• _Work item_
Within the data that follows, set down exactly the lines from the one containing "impl From<anyhow::Error> for" through the one containing "fn from(error: std::io::Error)", both ends included.

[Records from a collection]

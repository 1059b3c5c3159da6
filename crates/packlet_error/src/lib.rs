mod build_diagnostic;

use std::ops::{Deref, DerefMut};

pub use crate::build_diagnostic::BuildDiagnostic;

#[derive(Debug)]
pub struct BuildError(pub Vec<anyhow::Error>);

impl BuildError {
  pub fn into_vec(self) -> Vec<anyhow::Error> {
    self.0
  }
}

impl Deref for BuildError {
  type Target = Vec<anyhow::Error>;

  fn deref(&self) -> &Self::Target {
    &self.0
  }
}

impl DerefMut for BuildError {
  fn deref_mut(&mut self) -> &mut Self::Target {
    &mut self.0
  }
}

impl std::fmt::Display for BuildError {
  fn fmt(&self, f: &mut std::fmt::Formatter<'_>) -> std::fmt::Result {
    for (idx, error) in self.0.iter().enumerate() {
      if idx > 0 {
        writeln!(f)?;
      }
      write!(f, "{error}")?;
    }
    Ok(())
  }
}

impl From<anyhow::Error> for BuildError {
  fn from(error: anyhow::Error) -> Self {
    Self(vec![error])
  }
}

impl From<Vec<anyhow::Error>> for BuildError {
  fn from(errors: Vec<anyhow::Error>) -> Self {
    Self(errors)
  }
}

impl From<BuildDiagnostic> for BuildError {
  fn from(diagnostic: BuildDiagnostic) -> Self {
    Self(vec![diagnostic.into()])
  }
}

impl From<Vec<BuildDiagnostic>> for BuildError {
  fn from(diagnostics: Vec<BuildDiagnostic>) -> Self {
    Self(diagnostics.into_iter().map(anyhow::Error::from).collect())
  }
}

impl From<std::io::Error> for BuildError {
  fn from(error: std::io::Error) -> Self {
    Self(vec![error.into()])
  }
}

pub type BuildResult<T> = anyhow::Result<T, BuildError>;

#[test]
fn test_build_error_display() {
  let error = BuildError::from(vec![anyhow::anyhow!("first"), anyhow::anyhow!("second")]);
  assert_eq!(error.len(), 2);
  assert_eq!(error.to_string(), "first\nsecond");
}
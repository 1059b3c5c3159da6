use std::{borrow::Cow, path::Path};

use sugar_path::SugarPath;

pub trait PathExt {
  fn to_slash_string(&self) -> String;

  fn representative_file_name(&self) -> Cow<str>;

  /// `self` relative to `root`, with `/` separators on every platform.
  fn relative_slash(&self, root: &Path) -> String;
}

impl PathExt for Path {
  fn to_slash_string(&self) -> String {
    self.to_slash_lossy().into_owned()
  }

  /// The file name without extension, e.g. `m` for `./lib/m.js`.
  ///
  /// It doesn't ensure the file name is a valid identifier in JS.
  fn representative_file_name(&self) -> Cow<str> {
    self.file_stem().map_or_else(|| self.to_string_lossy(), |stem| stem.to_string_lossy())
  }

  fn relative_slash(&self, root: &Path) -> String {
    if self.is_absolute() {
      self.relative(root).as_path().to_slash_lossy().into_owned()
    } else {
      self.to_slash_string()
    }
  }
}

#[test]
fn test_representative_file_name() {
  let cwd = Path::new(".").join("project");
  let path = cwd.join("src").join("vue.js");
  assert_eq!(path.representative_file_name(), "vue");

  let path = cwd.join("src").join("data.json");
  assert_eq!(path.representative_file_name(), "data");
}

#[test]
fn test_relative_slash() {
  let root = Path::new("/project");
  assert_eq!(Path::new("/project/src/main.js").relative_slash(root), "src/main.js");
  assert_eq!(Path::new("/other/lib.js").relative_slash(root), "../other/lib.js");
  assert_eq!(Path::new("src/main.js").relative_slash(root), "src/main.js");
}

• _Solution to the exercise_
impl From<anyhow::Error> for BuildError {
  fn from(error: anyhow::Error) -> Self {
    Self(vec![error])
  }
}

impl From<Vec<anyhow::Error>> for BuildError {
  fn from(errors: Vec<anyhow::Error>) -> Self {
    Self(errors)
  }
}

impl From<BuildDiagnostic> for BuildError {
  fn from(diagnostic: BuildDiagnostic) -> Self {
    Self(vec![diagnostic.into()])
  }
}

impl From<Vec<BuildDiagnostic>> for BuildError {
  fn from(diagnostics: Vec<BuildDiagnostic>) -> Self {
    Self(diagnostics.into_iter().map(anyhow::Error::from).collect())
  }
}

impl From<std::io::Error> for BuildError {
  fn from(error: std::io::Error) -> Self {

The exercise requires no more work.